__ASSIGNMENT__:
Please give the data below again in full, exactly as it stands.

(Stored data entries)
[Start of section]
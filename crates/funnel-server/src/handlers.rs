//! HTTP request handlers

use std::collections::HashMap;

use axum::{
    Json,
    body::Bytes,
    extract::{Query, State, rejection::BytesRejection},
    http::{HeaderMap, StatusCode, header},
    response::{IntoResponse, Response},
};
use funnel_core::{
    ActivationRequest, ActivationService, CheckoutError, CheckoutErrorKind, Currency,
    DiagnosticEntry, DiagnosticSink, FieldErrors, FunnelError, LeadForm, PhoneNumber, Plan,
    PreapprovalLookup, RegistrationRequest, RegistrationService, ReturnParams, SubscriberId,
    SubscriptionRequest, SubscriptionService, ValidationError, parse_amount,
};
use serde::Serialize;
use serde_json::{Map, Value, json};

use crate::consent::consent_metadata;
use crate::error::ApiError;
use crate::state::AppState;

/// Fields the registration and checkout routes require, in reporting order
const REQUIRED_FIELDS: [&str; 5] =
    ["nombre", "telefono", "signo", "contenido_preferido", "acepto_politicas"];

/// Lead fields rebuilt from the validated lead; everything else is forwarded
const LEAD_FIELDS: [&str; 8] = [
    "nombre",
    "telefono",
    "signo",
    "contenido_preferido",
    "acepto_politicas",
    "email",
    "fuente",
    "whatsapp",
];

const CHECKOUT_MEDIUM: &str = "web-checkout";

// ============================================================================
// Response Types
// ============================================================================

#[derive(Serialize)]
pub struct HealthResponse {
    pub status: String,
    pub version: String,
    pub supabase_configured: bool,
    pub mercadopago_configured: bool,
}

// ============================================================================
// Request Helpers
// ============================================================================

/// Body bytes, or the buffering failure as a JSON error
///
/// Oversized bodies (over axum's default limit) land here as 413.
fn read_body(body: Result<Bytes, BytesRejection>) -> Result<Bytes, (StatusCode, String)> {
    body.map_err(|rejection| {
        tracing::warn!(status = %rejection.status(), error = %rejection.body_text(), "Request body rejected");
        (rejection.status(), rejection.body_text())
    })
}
[End of section]
__THE ANSWER__:
filename crates/funnel-server/src/handlers.rs
//! HTTP request handlers

use std::collections::HashMap;

use axum::{
    Json,
    body::Bytes,
    extract::{Query, State, rejection::BytesRejection},
    http::{HeaderMap, StatusCode, header},
    response::{IntoResponse, Response},
};
use funnel_core::{
    ActivationRequest, ActivationService, CheckoutError, CheckoutErrorKind, Currency,
    DiagnosticEntry, DiagnosticSink, FieldErrors, FunnelError, LeadForm, PhoneNumber, Plan,
    PreapprovalLookup, RegistrationRequest, RegistrationService, ReturnParams, SubscriberId,
    SubscriptionRequest, SubscriptionService, ValidationError, parse_amount,
};
use serde::Serialize;
use serde_json::{Map, Value, json};

use crate::consent::consent_metadata;
use crate::error::ApiError;
use crate::state::AppState;

/// Fields the registration and checkout routes require, in reporting order
const REQUIRED_FIELDS: [&str; 5] =
    ["nombre", "telefono", "signo", "contenido_preferido", "acepto_politicas"];

/// Lead fields rebuilt from the validated lead; everything else is forwarded
const LEAD_FIELDS: [&str; 8] = [
    "nombre",
    "telefono",
    "signo",
    "contenido_preferido",
    "acepto_politicas",
    "email",
    "fuente",
    "whatsapp",
];

const CHECKOUT_MEDIUM: &str = "web-checkout";

// ============================================================================
// Response Types
// ============================================================================

#[derive(Serialize)]
pub struct HealthResponse {
    pub status: String,
    pub version: String,
    pub supabase_configured: bool,
    pub mercadopago_configured: bool,
}

// ============================================================================
// Request Helpers
// ============================================================================

/// Body bytes, or the buffering failure as a JSON error
///
/// Oversized bodies (over axum's default limit) land here as 413.
fn read_body(body: Result<Bytes, BytesRejection>) -> Result<Bytes, (StatusCode, String)> {
    body.map_err(|rejection| {
        tracing::warn!(status = %rejection.status(), error = %rejection.body_text(), "Request body rejected");
        (rejection.status(), rejection.body_text())
    })
}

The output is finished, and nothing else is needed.